Geothermal energy is a constant form of renewable energy, which is not subjected to the vagaries of weather and seasons, compared to wind and solar energy. It is a stable, low-carbon energy resource, often with a high capacity factor. In principle, the potential offered by geothermal energy is tremendous. The Earth’s interior has an abundant store of thermal energy, mostly owing to radioactivity or the radioactive decaying of elements in the Earth’s crust. Hot geothermal springs are produced by the emergence of geothermally-heated groundwater from the Earth’s crust. Such springs are formed when water interacts with heated porous rocks. Water percolates into the crust and is heated as it encounters hot rocks. More precisely, as cracks extend downwards towards the hot temperatures of the mantle, and water equally seeps down, it is heated and forced back up under pressure, thereby creating a hot spring bubbling at the surface. Notably, convection heat transfer also plays a significant role in this process. Geothermal springs are in essence a useful learning place for researchers. It is generally agreed that not only the resource temperature, but also, its pressure is a key indicator of its potential.

At present, geothermal energy is undergoing a resurgence regarding interest in fully exploiting the resource as a clean energy form. A total of ten nations, namely the US, Japan, Iceland, New Zealand, Italy, Mexico, Indonesia, Kenya, Turkey, and the Philippines have established geothermal plants in various capacities. Moreover, eight nations, namely Germany, Portugal, Russia, El Salvador, Costa Rica, New Guinea, and Nicaragua have geothermal plants with various capacities under development. For example, in the Philippines geothermal energy contributes 18% of electrical power, in Iceland, geothermal energy contributes 27% of electrical power while, in El Salvador, it contributes 26% [3] . However, the global development of geothermal energy in meeting the sustainability objectives of the International Energy Administration’s (IEA) in terms of reducing CO2 emissions by almost 60% by 2050, compared to 2013 and limiting the average global temperature increase to 2˚C is currently not on track. Therefore, plans are being devised to address the technology-specific challenges in order to accelerate growth and improve policies for addressing the pre-development risks of geothermal energy.

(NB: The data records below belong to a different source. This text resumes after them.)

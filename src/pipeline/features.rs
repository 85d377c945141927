//! Feature derivation: raw provider records into typed, enriched draft rows.
//!
//! The deriver never fills absent values with defaults. A field missing from
//! the source (or unparseable) stays `None`, and a derived metric is only
//! computed when every one of its inputs is present. A zero denominator yields
//! `NaN` rather than an error.

use std::collections::BTreeSet;

use chrono::{DateTime, SubsecRound, Utc};
use serde_json::Value;

use crate::db::models::MarketSnapshot;
use crate::pipeline::merge::HistoricalPoint;
use crate::utils::{
    millis_to_datetime, parse_timestamp, value_to_f64, value_to_i32, value_to_string,
};

/// One record as returned by the provider: a JSON object with arbitrary keys.
pub type RawRecord = serde_json::Map<String, Value>;

/// Numeric source columns copied verbatim (after coercion).
const NUMERIC_COLUMNS: [&str; 12] = [
    "current_price",
    "market_cap",
    "total_volume",
    "high_24h",
    "low_24h",
    "price_change_24h",
    "price_change_percentage_24h",
    "circulating_supply",
    "total_supply",
    "max_supply",
    "ath",
    "atl",
];

const DATE_COLUMNS: [&str; 3] = ["ath_date", "atl_date", "last_updated"];

/// Derived metrics and the source columns each one needs.
const DERIVED_COLUMNS: [(&str, &[&str]); 4] = [
    ("volatility_24h", &["high_24h", "low_24h", "current_price"]),
    ("distance_from_ath", &["current_price", "ath"]),
    ("distance_from_atl", &["current_price", "atl"]),
    ("volume_to_mcap_ratio", &["total_volume", "market_cap"]),
];

/// A row that has been derived but not yet checked against the data contract.
///
/// Required identity fields are optional here so the contract can report
/// exactly which rows lack them.
#[derive(Debug, Clone, Default, PartialEq)]
pub struct SnapshotDraft {
    pub coin_id: Option<String>,
    pub symbol: Option<String>,
    pub name: Option<String>,

    pub current_price: Option<f64>,
    pub market_cap: Option<f64>,
    pub market_cap_rank: Option<i32>,
    pub total_volume: Option<f64>,

    pub high_24h: Option<f64>,
    pub low_24h: Option<f64>,
    pub price_change_24h: Option<f64>,
    pub price_change_percentage_24h: Option<f64>,

    pub circulating_supply: Option<f64>,
    pub total_supply: Option<f64>,
    pub max_supply: Option<f64>,

    pub ath: Option<f64>,
    pub ath_date: Option<DateTime<Utc>>,
    pub atl: Option<f64>,
    pub atl_date: Option<DateTime<Utc>>,

    pub volatility_24h: Option<f64>,
    pub distance_from_ath: Option<f64>,
    pub distance_from_atl: Option<f64>,
    pub volume_to_mcap_ratio: Option<f64>,

    pub last_updated: Option<DateTime<Utc>>,
    pub collected_at: Option<DateTime<Utc>>,
}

The often cited technological (such as transmission and efficiency), socio-eco- nomic (including cost and politics), and environmental challenges towards the development and deployment of renewable energy forms are becoming achievable and cost-effective [4] [5] . In fact, as of the writing of this paper, unsubsidized solar and onshore wind are the cheapest sources of power in all major economies, based on a levelized cost of electricity assessment by Bloomberg New Energy Finance [6] .

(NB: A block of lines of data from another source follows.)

use crate::state::{OfferStatus, ShopRow};
use yew::prelude::*;

#[derive(Properties, PartialEq, Clone)]
pub struct ShopPanelProps {
    pub rows: Vec<ShopRow>,
    pub on_buy: Callback<usize>,
}

#[function_component]
pub fn ShopPanel(props: &ShopPanelProps) -> Html {
    html! {<div style="background:rgba(22,27,34,0.9); border:1px solid #30363d; border-radius:8px; padding:8px; min-width:260px;">
        <div style="font-weight:600; margin-bottom:4px;">{"Pickaxes"}</div>
        { for props.rows.iter().map(|row| {
            let enabled = row.status == OfferStatus::Affordable;
            let onclick = {
                let cb = props.on_buy.clone();
                let index = row.index;
                Callback::from(move |_| cb.emit(index))
            };
            html! {
                <div key={row.index} style="display:flex; align-items:center; gap:8px; margin:4px 0; font-size:13px;">
                    <span style="flex:1;">{ format!("{} (×{}) · {}🪙", row.name, row.power, row.price) }</span>
                    <button disabled={!enabled} onclick={onclick} style="min-width:96px;">{ row.status.label() }</button>
                </div>
            }
        }) }
    </div>}
}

The objective of this research is the proposal of an alternative approach to clean, renewable geothermal energy use by means of geothermal groundwater pressure applied in a water turbine. The literature survey, does not show where a geothermal system operating with water pressure as opposed to water temperature has been proposed, employed or demonstrated, to the best of the authors knowledge. The water pressure from the candidate geothermal sites considered is applied to drive a water turbine for electrical energy generation. The considered geothermal candidate sites are low temperature, water-dominant sites, where it is not beneficial to apply low temperatures in a Rankine cycle (RC) steam turbine. Simple calculations are applied to estimate the electrical energy output of each candidate site. As a case study, the geothermal sites of tropical Nigeria are considered.

2. Case Study―Nigeria

The literature abounds with numerous studies on energy in Nigeria. This is partly owing to Nigeria being a well-endowed nation in terms of energy, as well as the poor state of the electrical energy available. Both renewable and non-re- newable energy forms are significant, yet the electrical energy supply is very erratic. The lack of substantial generation and inadequate transmission infrastructure continue to be major issues. With a national population of 200 million (which is rapidly increasing), the electrical energy generation will need to increase exponentially. The electrical energy demand in Nigeria and much of Africa is increasing rapidly at present. The majority of the one billion inhabitants, of the African continent still lack electricity, and power outages are the norm. ICE electrical generators are also commonly used in households and businesses.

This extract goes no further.